Pvc is actually a rigid material (they make sewage waste pipes, and window frames from It). It is made up from very long chains of atoms that pack neatly together which gives it rigidity. In its pure form it would not be suitable for making boat tubes from as it is too brittle when thin and not flexible enough. So during manufacturing they add small molecules (plasticisers) in to disrupt the regularity of the pvc chains which makes it flexible, this works well for a reasonably long time - flexible pvc was ubiquitous in the 70s and 80s but eventually it ages, how long that takes depends on how it is treated. UV, heat and age have two effects. first those plasticiser can start to work their way out from between the pvc chains. Generally heat will speed that up, especially if the temp is different inside/outside the material. That will leave the pvc chains more rigid, and the area where the excess plasticiser migrates to (the surface) gets softer, and eventually sticky. washing the surface with strong solvents can remove the plasticiser but you won't be able to control the process so you get just the excess plasticiser and risk making the material even stiffer (if you try it with a very thin beach toy you'll see you can make flexible material go stiff just by washing it!).

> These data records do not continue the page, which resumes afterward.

//! Sliding-window rate-limited scheduler.
//!
//! Tasks are admitted in submission order, and only while
//! `in_flight + completions_in_window < quota`. Admission is re-evaluated on
//! every submission, on every completion, and on a periodic tick of one
//! window length that drives the queue when no completion event will.

use std::collections::VecDeque;
use std::sync::atomic::{AtomicU64, Ordering};
use std::sync::{Arc, Weak};
use std::time::Duration;

use parking_lot::Mutex;
use tokio::time::{Instant, MissedTickBehavior};
use tracing::{debug, info, warn};

use crate::config::Window;
use crate::core::stats::{SchedulerCounters, SchedulerStats};
use crate::core::task::{ExecutionPolicy, Job, QueuedTask, Withdrawal};
use crate::core::{
    CompletionWindow, ConfigError, RetryPolicy, SchedulerError, Spawn, TaskHandle, TaskId,
    TaskOperation,
};
use crate::runtime::TokioSpawner;

/// Values governing admission and execution.
#[derive(Debug, Clone, PartialEq, Eq)]
pub struct SchedulerLimits {
    /// Maximum completions per window, also the bound on in-flight tasks.
    pub quota: u32,
    /// Length of the sliding window.
    pub window: Window,
    /// Retry policy applied to every task.
    pub retry: RetryPolicy,
    /// Optional limit on a single attempt.
    pub task_timeout: Option<Duration>,
    /// Optional bound on pending tasks; unbounded when `None`.
    pub max_queue_depth: Option<usize>,
}

impl SchedulerLimits {
    /// Limits with the default retry policy, no timeout and an unbounded queue.
    pub fn new(quota: u32, window: Window) -> Self {
        Self {
            quota,
            window,
            retry: RetryPolicy::default(),
            task_timeout: None,
            max_queue_depth: None,
        }
    }

    /// Validate limit values.
    pub fn validate(&self) -> Result<(), ConfigError> {
        if self.quota == 0 {
            return Err(ConfigError::ZeroQuota);
        }
        self.retry.validate()?;
        if self.task_timeout.is_some_and(|t| t.is_zero()) {
            return Err(ConfigError::ZeroTimeout);
        }
        if self.max_queue_depth == Some(0) {
            return Err(ConfigError::ZeroQueueDepth);
        }
        Ok(())
    }
}

/// Mutable bookkeeping, only ever touched under the scheduler lock.
struct SchedulerState {
    pending: VecDeque<Box<dyn QueuedTask>>,
    completions: CompletionWindow,
    in_flight: usize,
    timer_active: bool,
    /// Generation of the running timer; a timer whose epoch is stale exits.
    timer_epoch: u64,
    closed: bool,
}

impl SchedulerState {
    fn new(window: Duration) -> Self {
        Self {
            pending: VecDeque::new(),
            completions: CompletionWindow::new(window),
            in_flight: 0,
            timer_active: false,
            timer_epoch: 0,
            closed: false,
        }
    }

    /// Pop every task that may start now, in FIFO order, reserving a slot
    /// for each. Stops the timer once nothing is queued or running.
    fn admit(&mut self, quota: usize, now: Instant) -> Vec<Box<dyn QueuedTask>> {
        let mut admitted = Vec::new();
        while !self.pending.is_empty() && self.in_flight < quota {
            let recent = self.completions.prune(now);
            if recent + self.in_flight >= quota {
                let reopens_in = self
                    .completions
                    .next_expiry()
                    .map(|at| at.saturating_duration_since(now));
                debug!(
                    recent,
                    in_flight = self.in_flight,
                    queued = self.pending.len(),
                    ?reopens_in,
                    "admission blocked by window"
                );
                break;
            }
            let Some(task) = self.pending.pop_front() else {
                break;
            };
            self.in_flight += 1;
            admitted.push(task);
        }
        if self.pending.is_empty() && self.in_flight == 0 {
            self.stop_timer();
        }
        admitted
    }

    /// Record a completion and free its slot.
    fn release(&mut self, now: Instant) {
        self.completions.record(now);
        self.in_flight = self.in_flight.saturating_sub(1);
    }

    /// Mark a timer as running and return its epoch, unless one already runs.
    fn claim_timer(&mut self) -> Option<u64> {
        if self.timer_active {
            return None;
        }
        self.timer_active = true;
        self.timer_epoch += 1;
        Some(self.timer_epoch)
    }

    fn stop_timer(&mut self) {
        if self.timer_active {
            self.timer_active = false;
            self.timer_epoch += 1;
            debug!("timer stopped, scheduler idle");
        }
    }
}

struct Shared<S> {
    limits: SchedulerLimits,
    quota: usize,
    policy: ExecutionPolicy,
    state: Mutex<SchedulerState>,
    counters: Arc<SchedulerCounters>,
    next_id: AtomicU64,
    spawner: S,
}

impl<S> Shared<S>
where
    S: Spawn + Send + Sync + 'static,
{
    /// Admit what the quota allows and launch it.
    fn dispatch(self: &Arc<Self>) {
        let admitted = {
            let mut state = self.state.lock();
            state.admit(self.quota, Instant::now())
        };
        for task in admitted {
            self.launch(task);
        }
    }

    fn launch(self: &Arc<Self>, task: Box<dyn QueuedTask>) {
        let id = task.id();
        debug!(task_id = id, "task admitted");
        let run = task.run(self.policy, Arc::clone(&self.counters));
        let slot = Slot {
            shared: Arc::clone(self),
            id,
            released: false,
        };
        self.spawner.spawn(async move {
            run.await;
            slot.complete();
        });
    }

    fn start_timer(self: &Arc<Self>, epoch: u64) {
        let period = self.limits.window.as_duration();
        let weak: Weak<Self> = Arc::downgrade(self);
        debug!(
            epoch,
            period_ms = u64::try_from(period.as_millis()).unwrap_or(u64::MAX),
            "timer started"
        );
        self.spawner.spawn(async move {
            let mut ticker = tokio::time::interval_at(Instant::now() + period, period);
            ticker.set_missed_tick_behavior(MissedTickBehavior::Delay);
            loop {
                ticker.tick().await;
                // Scheduler dropped.
                let Some(shared) = weak.upgrade() else {
                    return;
                };
                {
                    let state = shared.state.lock();
                    if !state.timer_active || state.timer_epoch != epoch {
                        return;
                    }
                }
                shared.dispatch();
            }
        });
    }
}

/// Slot held by a running task; frees it on completion or when dropped.
struct Slot<S>
where
    S: Spawn + Send + Sync + 'static,
{
    shared: Arc<Shared<S>>,
    id: TaskId,
    released: bool,
}

impl<S> Slot<S>
where
    S: Spawn + Send + Sync + 'static,
{
    fn release(&mut self) {
        if self.released {
            return;
        }
        self.released = true;
        let mut state = self.shared.state.lock();
        state.release(Instant::now());
    }

    /// Free the slot and let the queue advance straight away.
    fn complete(mut self) {
        self.release();
        debug!(task_id = self.id, "task completed");
        self.shared.dispatch();
    }
}

impl<S> Drop for Slot<S>
where
    S: Spawn + Send + Sync + 'static,
{
    // Reached without `complete` only if the task future was dropped early;
    // the periodic timer picks up the queue from here.
    fn drop(&mut self) {
        if !self.released {
            warn!(task_id = self.id, "task dropped before completing");
            self.release();
        }
    }
}

/// Rate-limited FIFO scheduler for asynchronous calls.
///
/// At most `quota` tasks complete per sliding `window`, and at most `quota`
/// run concurrently. Excess submissions wait in a FIFO queue. Each instance
/// is independent; clones share the same queue and quota.
///
/// # Example
///
/// ```rust,ignore
/// use rpc_throttle::core::RateLimitedScheduler;
///
/// let scheduler = RateLimitedScheduler::new(10, "1s")?;
/// let handle = scheduler.submit(client.clone(), get_balance, account)?;
/// let lamports = handle.await?;
/// ```
pub struct RateLimitedScheduler<S = TokioSpawner>
where
    S: Spawn + Send + Sync + 'static,
{
    shared: Arc<Shared<S>>,
}

impl<S> Clone for RateLimitedScheduler<S>
where
    S: Spawn + Send + Sync + 'static,
{
    fn clone(&self) -> Self {
        Self {
            shared: Arc::clone(&self.shared),
        }
    }
}

impl RateLimitedScheduler<TokioSpawner> {
    /// Scheduler allowing `quota` completions per `window` (e.g. `"10s"`),
    /// with the default retry policy.
    ///
    /// Spawns onto the runtime current at construction; fails with
    /// [`ConfigError::NoRuntime`] when called outside one.
    pub fn new(quota: u32, window: &str) -> Result<Self, ConfigError> {
        let limits = SchedulerLimits::new(quota, Window::parse(window)?);
        limits.validate()?;
        Self::with_spawner(limits, TokioSpawner::current()?)
    }
}

impl<S> RateLimitedScheduler<S>
where
    S: Spawn + Send + Sync + 'static,
{
    /// Scheduler from explicit limits and spawner.
    pub fn with_spawner(limits: SchedulerLimits, spawner: S) -> Result<Self, ConfigError> {
        limits.validate()?;
        let quota = usize::try_from(limits.quota).unwrap_or(usize::MAX);
        let policy = ExecutionPolicy {
            retry: limits.retry,
            attempt_timeout: limits.task_timeout,
        };
        let state = SchedulerState::new(limits.window.as_duration());
        Ok(Self {
            shared: Arc::new(Shared {
                limits,
                quota,
                policy,
                state: Mutex::new(state),
                counters: Arc::new(SchedulerCounters::default()),
                next_id: AtomicU64::new(1),
                spawner,
            }),
        })
    }

    /// Limits this scheduler enforces.
    pub fn limits(&self) -> &SchedulerLimits {
        &self.shared.limits
    }

    /// Queue `operation(context, args)` and return a handle to its outcome.
    ///
    /// Returns immediately; the task starts as soon as the quota allows.
    /// `context` and `args` are cloned for every attempt.
    pub fn submit<C, A, O>(
        &self,
        context: C,
        operation: O,
        args: A,
    ) -> Result<TaskHandle<O::Output, O::Error>, SchedulerError>
    where
        C: Clone + Send + Sync + 'static,
        A: Clone + Send + Sync + 'static,
        O: TaskOperation<C, A>,
    {
        let id = self.shared.next_id.fetch_add(1, Ordering::Relaxed);
        let (job, handle) = Job::new(id, context, operation, args);

        let timer_epoch = {
            let mut state = self.shared.state.lock();
            if state.closed {
                return Err(SchedulerError::Shutdown);
            }
            if let Some(max_depth) = self.shared.limits.max_queue_depth {
                if state.pending.len() >= max_depth {
                    warn!(task_id = id, max_depth, "task rejected: queue full");
                    return Err(SchedulerError::QueueFull { max_depth });
                }
            }
            state.pending.push_back(Box::new(job));
            state.claim_timer()
        };
        SchedulerCounters::bump(&self.shared.counters.submitted);
        debug!(task_id = id, "task enqueued");

        if let Some(epoch) = timer_epoch {
            self.shared.start_timer(epoch);
        }
        self.shared.dispatch();
        Ok(handle)
    }

    /// Withdraw a task that has not been admitted yet.
    ///
    /// Its handle resolves to [`TaskError::Cancelled`](crate::core::TaskError::Cancelled).
    /// Returns `false` if the task already started, finished or is unknown.
    pub fn cancel(&self, id: TaskId) -> bool {
        let task = {
            let mut state = self.shared.state.lock();
            let Some(index) = state.pending.iter().position(|t| t.id() == id) else {
                return false;
            };
            let task = state.pending.remove(index);
            if state.pending.is_empty() && state.in_flight == 0 {
                state.stop_timer();
            }
            task
        };
        let Some(task) = task else {
            return false;
        };
        SchedulerCounters::bump(&self.shared.counters.cancelled);
        debug!(task_id = id, "task cancelled");
        task.withdraw(Withdrawal::Cancelled);
        true
    }

    /// Stop accepting tasks and reject everything still queued.
    ///
    /// Running tasks finish normally. Later submissions fail with
    /// [`SchedulerError::Shutdown`].
    pub fn shutdown(&self) {
        let drained: Vec<_> = {
            let mut state = self.shared.state.lock();
            state.closed = true;
            state.stop_timer();
            state.pending.drain(..).collect()
        };
        info!(rejected = drained.len(), "scheduler shut down");
        for task in drained {
            SchedulerCounters::bump(&self.shared.counters.cancelled);
            task.withdraw(Withdrawal::Shutdown);
        }
    }

    /// Whether `shutdown` has been called.
    pub fn is_shut_down(&self) -> bool {
        self.shared.state.lock().closed
    }

    /// Snapshot of queue, window and lifetime counters.
    pub fn stats(&self) -> SchedulerStats {
        let mut stats = {
            let mut state = self.shared.state.lock();
            let recent_completions = state.completions.prune(Instant::now());
            SchedulerStats {
                quota: self.shared.limits.quota,
                queued: state.pending.len(),
                in_flight: state.in_flight,
                recent_completions,
                timer_active: state.timer_active,
                ..SchedulerStats::default()
            }
        };
        self.shared.counters.fill(&mut stats);
        stats
    }
}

It is NOT possible to put the plasticiser back where it "belongs" or reverse the process, and so it is inevitable that you will eventually get tubes that fail and can only be replaced. It's impossible to predict with any accuracy how long that will take...
The second effect is depolymerisation, this is when those long chains of atoms start to break down into shorter chains (which like the spaghetti in a tin doesn't tend to organise itself as neatly as the long stuff you make bolegnase from). Shorter chains are more flexible but also weaker (hence why they don't make the fabric that way in the first place!). Again this process is irreversible. It might be confined to just the surface layer (as it will most likely by UV driven, and as office888 suggests TiO2 which gives it the white colour makes matters worse (actually it absorbs UV very well, but in doing so it generates free radicals which are bad!). If it was "just" depolymerisation I wouldn't expect the tubes to go brittle, but what you would see is that patches wouldn't stick as the material underneath is "gooey".
Hopefully that gives you some idea of the cause, and helps you see why cleaning it off might only be a temporary fix, and why a boat with those symptoms might be particularly hard to patch now or in the future.
Retubing isn't cheap but if the boat is nearly free and is only a tender for short hops then it might be a risk you are willing to take.